Content starts
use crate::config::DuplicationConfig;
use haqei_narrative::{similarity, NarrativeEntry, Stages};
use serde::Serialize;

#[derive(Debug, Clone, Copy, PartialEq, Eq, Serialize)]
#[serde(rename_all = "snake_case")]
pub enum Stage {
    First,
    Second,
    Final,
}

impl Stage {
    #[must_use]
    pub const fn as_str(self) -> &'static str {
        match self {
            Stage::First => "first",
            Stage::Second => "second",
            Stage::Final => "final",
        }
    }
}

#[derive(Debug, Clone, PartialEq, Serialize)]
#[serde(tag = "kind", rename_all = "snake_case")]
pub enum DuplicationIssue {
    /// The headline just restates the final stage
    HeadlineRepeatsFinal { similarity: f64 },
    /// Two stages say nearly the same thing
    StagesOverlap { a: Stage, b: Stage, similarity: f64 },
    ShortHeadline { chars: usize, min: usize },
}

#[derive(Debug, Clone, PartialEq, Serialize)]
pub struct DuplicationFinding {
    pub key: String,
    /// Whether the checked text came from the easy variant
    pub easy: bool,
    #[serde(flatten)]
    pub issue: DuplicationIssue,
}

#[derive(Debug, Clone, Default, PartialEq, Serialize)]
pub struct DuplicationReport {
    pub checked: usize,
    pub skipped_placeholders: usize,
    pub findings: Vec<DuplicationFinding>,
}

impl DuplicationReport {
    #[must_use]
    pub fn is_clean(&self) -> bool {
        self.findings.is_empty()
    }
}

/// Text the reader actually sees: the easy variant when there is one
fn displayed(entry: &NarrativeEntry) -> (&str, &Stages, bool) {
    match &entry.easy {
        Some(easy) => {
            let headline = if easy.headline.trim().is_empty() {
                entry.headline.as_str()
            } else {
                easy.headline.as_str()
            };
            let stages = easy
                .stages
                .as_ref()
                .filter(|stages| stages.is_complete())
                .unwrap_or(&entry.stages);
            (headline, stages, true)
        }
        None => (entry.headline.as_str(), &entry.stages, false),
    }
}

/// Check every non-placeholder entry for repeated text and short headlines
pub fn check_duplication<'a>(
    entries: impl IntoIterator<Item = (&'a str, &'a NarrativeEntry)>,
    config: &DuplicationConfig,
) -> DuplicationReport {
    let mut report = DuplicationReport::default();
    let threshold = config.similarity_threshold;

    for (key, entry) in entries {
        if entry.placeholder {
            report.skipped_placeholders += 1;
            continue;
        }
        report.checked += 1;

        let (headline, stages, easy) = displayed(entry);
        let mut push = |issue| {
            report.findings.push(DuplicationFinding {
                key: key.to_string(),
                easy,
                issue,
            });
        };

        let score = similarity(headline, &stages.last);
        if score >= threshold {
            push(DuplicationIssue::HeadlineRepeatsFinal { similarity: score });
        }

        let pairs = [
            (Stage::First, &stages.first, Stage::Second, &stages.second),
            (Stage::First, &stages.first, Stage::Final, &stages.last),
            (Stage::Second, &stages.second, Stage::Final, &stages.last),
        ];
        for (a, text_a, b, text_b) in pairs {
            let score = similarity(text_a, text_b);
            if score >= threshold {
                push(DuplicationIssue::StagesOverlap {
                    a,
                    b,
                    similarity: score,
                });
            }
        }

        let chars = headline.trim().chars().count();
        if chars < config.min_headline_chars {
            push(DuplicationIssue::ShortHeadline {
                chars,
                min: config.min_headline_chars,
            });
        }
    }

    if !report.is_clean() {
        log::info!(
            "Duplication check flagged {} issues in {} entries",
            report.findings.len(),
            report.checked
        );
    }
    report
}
Content ends
Content starts
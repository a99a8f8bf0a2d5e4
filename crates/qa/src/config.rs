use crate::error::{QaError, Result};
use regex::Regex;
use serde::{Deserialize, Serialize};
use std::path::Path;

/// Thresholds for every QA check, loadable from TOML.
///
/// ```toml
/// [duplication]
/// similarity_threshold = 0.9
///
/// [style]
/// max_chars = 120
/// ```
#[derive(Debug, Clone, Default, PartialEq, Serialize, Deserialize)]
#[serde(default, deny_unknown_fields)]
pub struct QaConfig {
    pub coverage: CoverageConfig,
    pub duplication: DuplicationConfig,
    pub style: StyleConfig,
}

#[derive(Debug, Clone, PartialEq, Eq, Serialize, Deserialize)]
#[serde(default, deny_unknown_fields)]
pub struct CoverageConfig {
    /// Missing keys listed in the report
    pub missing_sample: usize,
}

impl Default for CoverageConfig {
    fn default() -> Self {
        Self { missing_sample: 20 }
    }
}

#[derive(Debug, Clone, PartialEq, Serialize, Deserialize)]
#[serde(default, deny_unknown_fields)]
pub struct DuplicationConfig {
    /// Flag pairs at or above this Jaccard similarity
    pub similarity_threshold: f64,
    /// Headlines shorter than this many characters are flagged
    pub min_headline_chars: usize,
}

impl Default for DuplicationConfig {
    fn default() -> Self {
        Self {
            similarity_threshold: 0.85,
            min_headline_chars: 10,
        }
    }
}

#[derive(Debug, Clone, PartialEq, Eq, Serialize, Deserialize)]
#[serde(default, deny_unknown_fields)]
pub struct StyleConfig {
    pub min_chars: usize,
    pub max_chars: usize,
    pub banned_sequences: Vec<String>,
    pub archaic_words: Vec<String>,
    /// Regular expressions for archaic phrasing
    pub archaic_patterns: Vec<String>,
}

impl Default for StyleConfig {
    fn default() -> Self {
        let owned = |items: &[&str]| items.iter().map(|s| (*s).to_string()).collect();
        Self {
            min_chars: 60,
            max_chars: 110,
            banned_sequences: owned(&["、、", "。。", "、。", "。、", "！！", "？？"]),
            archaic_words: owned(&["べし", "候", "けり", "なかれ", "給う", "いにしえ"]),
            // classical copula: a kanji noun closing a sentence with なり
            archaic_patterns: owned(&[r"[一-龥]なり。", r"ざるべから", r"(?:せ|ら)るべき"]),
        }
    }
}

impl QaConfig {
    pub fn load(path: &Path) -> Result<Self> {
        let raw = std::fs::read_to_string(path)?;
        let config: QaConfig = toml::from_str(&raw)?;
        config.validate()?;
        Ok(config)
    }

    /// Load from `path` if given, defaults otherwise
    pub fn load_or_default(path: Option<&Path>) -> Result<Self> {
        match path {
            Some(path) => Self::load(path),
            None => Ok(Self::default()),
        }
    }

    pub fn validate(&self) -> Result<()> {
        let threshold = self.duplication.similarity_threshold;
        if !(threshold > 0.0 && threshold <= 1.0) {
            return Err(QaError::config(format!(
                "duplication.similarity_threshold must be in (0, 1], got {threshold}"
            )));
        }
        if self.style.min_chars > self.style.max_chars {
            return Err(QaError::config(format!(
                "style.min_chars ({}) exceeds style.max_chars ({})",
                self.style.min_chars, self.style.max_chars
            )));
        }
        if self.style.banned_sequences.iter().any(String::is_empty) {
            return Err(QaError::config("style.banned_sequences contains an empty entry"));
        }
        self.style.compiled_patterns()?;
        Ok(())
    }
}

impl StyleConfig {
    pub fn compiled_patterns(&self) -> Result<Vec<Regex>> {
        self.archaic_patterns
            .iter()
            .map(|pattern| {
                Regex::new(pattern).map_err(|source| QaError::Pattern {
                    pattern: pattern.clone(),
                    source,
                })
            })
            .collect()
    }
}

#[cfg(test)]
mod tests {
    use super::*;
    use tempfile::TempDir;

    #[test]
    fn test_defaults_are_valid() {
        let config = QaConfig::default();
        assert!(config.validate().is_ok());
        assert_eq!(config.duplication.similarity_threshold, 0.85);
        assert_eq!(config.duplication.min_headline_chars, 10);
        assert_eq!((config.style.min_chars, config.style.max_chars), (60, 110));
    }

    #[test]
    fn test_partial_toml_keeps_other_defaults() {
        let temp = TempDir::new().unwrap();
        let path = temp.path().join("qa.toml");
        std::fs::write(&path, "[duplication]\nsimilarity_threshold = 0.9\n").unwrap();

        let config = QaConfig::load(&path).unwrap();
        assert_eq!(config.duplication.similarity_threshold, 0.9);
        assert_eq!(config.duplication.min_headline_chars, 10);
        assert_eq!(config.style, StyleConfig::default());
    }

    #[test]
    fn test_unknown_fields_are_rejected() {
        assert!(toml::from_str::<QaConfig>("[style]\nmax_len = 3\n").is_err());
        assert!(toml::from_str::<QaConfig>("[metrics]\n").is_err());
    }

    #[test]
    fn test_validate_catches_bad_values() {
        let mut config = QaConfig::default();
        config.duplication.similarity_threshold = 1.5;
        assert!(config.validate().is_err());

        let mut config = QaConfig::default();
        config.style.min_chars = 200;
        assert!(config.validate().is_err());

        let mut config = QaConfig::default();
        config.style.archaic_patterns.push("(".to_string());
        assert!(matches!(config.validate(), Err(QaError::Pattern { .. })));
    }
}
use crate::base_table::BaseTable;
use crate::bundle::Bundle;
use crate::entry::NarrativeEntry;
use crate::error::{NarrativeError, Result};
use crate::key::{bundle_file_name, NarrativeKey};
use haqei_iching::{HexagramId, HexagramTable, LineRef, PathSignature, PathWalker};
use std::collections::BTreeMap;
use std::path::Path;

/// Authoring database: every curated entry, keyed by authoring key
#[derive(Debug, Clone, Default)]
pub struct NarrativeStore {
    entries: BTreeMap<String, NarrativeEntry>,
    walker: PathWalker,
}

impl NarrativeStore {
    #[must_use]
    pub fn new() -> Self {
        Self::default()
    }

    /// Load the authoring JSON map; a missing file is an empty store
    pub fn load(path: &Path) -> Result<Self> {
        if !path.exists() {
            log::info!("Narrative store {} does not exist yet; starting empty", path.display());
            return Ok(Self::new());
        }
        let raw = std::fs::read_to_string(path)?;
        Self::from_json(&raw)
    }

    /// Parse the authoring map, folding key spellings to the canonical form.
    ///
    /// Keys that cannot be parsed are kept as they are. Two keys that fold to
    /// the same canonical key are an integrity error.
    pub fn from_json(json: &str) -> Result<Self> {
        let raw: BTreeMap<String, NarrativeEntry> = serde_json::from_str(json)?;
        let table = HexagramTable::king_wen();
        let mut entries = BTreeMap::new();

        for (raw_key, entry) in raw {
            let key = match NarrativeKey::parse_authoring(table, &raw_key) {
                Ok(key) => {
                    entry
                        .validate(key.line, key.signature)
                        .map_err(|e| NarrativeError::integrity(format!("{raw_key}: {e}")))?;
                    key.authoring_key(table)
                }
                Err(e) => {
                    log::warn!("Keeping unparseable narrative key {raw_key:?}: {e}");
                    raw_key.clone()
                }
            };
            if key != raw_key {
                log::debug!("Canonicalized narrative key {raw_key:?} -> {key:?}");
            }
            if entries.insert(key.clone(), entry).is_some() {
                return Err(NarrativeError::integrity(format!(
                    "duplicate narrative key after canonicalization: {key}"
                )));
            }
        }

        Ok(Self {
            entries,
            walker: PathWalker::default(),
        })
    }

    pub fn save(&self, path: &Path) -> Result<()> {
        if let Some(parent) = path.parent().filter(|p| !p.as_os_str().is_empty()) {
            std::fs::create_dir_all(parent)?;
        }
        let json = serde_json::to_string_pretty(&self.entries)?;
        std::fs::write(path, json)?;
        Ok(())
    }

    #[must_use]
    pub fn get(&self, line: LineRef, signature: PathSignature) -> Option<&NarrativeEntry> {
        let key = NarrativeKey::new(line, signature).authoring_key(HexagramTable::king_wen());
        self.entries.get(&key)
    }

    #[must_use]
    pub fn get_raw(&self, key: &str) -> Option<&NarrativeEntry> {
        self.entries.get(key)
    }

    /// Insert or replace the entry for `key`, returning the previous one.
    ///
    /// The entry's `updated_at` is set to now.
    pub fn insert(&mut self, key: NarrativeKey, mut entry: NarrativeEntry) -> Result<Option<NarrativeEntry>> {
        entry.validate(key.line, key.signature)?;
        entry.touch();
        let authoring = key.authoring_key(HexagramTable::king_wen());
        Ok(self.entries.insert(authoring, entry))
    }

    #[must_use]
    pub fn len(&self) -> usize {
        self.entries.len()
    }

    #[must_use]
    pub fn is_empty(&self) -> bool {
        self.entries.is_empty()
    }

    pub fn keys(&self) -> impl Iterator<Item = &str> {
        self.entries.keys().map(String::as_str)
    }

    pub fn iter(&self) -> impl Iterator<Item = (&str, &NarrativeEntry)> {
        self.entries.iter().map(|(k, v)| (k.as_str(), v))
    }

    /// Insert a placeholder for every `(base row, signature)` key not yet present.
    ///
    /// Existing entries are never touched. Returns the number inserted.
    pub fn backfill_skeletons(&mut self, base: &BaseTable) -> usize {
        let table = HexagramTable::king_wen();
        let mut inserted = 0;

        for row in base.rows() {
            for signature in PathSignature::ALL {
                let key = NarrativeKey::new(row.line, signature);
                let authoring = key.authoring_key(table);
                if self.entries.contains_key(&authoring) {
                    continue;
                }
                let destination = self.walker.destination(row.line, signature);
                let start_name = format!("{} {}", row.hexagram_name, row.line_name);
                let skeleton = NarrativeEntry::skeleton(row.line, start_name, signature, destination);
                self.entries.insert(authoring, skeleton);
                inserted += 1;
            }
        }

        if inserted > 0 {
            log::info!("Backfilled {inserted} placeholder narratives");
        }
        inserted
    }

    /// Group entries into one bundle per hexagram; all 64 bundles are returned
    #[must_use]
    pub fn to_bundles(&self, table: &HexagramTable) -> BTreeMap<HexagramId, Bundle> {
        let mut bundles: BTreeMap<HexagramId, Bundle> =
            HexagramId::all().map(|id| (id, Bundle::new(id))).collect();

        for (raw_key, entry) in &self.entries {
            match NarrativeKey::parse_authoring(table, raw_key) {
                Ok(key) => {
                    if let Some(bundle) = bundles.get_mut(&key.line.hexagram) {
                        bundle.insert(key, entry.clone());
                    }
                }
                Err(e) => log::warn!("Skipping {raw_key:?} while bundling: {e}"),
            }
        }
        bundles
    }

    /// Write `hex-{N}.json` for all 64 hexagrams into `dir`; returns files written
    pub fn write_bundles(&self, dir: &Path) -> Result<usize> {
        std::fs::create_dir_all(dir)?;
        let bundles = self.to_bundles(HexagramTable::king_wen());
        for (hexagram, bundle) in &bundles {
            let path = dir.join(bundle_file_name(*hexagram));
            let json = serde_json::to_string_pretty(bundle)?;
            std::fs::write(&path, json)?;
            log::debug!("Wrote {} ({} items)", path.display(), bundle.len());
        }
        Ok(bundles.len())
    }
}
Content ends
Content starts
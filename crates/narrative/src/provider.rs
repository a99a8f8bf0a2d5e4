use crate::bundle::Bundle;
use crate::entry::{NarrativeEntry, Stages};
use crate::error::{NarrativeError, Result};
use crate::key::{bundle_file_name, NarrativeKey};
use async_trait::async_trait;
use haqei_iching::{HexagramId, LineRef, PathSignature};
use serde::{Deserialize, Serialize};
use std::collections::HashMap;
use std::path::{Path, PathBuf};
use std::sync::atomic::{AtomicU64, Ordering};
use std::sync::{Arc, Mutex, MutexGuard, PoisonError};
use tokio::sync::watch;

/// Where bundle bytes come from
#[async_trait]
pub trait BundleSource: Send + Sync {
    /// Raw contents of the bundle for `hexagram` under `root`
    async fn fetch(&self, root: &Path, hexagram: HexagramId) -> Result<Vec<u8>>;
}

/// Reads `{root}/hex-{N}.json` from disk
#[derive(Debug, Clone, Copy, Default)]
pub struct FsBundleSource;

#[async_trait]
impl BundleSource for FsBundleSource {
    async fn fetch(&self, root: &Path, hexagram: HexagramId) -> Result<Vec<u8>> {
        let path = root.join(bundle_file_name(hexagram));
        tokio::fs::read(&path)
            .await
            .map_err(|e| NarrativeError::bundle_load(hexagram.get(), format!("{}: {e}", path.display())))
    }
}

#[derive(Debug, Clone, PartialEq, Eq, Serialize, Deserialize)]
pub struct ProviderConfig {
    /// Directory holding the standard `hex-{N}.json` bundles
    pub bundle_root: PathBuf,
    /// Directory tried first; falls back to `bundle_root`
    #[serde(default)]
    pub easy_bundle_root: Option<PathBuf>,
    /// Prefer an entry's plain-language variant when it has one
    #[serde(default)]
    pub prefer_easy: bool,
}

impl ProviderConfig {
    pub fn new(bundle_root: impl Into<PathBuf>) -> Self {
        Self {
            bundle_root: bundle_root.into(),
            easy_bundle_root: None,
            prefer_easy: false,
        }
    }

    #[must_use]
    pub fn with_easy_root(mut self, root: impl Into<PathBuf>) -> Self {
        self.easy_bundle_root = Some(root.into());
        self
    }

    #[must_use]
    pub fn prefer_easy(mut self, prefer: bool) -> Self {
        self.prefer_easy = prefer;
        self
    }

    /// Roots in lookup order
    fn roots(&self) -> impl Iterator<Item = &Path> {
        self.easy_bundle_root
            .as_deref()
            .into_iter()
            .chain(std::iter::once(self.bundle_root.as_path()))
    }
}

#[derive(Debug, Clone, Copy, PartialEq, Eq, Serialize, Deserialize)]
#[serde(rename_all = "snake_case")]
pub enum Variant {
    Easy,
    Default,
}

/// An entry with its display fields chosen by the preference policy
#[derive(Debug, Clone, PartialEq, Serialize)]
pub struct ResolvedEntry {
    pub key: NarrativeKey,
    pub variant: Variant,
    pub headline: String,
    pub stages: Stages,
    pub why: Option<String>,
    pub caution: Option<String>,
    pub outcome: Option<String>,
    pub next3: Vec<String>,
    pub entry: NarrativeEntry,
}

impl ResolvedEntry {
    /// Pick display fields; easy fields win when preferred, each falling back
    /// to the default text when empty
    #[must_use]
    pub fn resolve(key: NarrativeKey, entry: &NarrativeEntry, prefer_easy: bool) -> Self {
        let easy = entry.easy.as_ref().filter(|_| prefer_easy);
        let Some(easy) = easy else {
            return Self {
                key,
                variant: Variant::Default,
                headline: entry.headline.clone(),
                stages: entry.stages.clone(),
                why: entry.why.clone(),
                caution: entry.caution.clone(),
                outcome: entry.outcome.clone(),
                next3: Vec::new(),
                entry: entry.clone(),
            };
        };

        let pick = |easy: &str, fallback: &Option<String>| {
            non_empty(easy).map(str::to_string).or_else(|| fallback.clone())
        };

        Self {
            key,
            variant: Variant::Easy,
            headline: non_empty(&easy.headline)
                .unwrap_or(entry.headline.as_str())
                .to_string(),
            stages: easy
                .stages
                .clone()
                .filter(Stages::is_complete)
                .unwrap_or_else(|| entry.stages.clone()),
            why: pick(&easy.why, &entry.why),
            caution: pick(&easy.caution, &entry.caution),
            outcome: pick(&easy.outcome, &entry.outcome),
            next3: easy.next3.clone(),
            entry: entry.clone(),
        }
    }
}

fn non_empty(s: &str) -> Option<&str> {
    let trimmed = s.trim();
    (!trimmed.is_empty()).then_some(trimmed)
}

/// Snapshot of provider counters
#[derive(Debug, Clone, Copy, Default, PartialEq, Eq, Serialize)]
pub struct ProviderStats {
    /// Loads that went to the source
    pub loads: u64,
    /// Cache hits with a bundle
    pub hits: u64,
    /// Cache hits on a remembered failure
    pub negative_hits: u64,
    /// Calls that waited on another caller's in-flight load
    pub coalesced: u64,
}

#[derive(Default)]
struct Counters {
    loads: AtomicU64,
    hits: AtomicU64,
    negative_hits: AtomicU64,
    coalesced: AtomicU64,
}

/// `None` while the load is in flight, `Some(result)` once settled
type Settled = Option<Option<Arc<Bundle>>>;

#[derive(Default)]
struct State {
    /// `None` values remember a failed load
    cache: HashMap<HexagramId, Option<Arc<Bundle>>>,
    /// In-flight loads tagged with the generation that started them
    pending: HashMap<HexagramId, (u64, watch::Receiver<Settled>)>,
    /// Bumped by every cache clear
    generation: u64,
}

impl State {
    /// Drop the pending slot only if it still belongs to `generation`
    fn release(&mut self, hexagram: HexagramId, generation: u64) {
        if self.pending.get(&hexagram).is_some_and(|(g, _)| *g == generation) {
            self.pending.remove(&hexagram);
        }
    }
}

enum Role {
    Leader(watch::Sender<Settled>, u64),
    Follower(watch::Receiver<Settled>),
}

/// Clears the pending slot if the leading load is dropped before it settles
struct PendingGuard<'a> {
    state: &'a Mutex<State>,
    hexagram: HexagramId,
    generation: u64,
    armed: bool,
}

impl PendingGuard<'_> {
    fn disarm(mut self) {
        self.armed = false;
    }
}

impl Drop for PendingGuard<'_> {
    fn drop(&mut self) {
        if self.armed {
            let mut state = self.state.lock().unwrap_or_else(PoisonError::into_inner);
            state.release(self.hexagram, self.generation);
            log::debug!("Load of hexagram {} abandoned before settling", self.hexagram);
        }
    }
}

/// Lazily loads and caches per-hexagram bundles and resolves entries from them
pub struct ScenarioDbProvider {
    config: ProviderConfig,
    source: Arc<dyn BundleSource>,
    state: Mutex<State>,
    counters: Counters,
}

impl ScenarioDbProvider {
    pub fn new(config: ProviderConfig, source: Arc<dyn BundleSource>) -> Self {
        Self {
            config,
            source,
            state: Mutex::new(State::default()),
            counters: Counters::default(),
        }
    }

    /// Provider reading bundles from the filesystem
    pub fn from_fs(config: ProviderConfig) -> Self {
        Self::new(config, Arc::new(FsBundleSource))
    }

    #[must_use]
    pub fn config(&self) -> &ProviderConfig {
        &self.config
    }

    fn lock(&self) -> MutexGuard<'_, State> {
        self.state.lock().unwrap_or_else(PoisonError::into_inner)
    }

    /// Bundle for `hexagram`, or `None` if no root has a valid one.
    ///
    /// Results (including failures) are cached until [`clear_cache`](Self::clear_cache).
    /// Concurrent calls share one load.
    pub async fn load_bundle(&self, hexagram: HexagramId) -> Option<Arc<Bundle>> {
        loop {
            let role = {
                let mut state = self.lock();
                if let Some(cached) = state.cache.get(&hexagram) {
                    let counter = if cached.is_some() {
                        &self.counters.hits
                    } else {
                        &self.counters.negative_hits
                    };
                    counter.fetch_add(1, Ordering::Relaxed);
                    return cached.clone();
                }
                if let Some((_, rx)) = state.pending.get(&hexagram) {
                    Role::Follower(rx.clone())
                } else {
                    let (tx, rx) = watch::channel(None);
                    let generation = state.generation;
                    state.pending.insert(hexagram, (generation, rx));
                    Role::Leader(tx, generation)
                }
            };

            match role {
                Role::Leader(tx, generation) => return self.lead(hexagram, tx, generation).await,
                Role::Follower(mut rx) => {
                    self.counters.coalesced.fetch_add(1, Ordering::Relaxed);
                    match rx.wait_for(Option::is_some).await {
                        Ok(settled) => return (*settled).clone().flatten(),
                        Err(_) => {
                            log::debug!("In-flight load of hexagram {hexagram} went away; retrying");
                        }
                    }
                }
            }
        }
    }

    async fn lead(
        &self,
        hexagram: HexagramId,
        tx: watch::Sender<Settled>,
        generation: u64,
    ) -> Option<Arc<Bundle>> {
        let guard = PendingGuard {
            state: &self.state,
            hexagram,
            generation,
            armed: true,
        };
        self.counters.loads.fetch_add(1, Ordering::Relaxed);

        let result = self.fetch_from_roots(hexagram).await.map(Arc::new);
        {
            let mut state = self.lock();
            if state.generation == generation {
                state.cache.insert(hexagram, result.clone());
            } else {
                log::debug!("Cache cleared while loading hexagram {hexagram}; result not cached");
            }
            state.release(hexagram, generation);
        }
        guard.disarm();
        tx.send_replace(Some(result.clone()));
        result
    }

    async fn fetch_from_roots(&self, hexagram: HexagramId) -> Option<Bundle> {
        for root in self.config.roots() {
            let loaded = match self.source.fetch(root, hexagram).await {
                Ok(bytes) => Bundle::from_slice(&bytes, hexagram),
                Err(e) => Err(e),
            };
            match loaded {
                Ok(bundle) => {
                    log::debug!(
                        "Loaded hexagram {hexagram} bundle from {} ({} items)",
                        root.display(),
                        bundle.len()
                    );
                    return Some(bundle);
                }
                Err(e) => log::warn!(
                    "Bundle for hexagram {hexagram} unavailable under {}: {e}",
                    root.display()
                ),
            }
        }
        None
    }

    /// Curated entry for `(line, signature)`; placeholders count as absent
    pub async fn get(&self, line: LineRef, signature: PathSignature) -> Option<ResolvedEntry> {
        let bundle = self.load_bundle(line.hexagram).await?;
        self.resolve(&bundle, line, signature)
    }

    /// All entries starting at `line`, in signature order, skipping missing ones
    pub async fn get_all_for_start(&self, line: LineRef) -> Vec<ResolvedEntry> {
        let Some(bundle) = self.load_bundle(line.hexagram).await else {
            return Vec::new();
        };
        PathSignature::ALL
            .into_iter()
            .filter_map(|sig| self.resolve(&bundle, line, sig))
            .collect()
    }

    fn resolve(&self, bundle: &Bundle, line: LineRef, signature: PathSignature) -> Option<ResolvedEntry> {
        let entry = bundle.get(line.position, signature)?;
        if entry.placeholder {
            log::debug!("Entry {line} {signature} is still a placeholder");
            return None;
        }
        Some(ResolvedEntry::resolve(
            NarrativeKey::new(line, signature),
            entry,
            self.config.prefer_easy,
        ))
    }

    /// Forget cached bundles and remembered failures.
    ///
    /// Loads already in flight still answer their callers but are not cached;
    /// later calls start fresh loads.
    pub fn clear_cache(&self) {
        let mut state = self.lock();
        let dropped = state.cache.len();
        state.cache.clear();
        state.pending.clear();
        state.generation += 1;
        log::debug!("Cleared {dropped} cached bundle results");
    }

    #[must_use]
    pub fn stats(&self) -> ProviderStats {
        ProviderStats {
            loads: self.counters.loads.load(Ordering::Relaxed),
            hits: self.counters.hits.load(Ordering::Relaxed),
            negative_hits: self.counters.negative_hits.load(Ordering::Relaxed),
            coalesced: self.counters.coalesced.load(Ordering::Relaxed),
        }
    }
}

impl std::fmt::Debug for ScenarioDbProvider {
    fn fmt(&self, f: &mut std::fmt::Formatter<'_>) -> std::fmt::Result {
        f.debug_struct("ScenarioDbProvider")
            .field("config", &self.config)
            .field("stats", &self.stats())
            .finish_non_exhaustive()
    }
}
Content ends
Copy out each line of the listing where the string "under" appears.

    /// Raw contents of the bundle for `hexagram` under `root`
                    "Bundle for hexagram {hexagram} unavailable under {}: {e}",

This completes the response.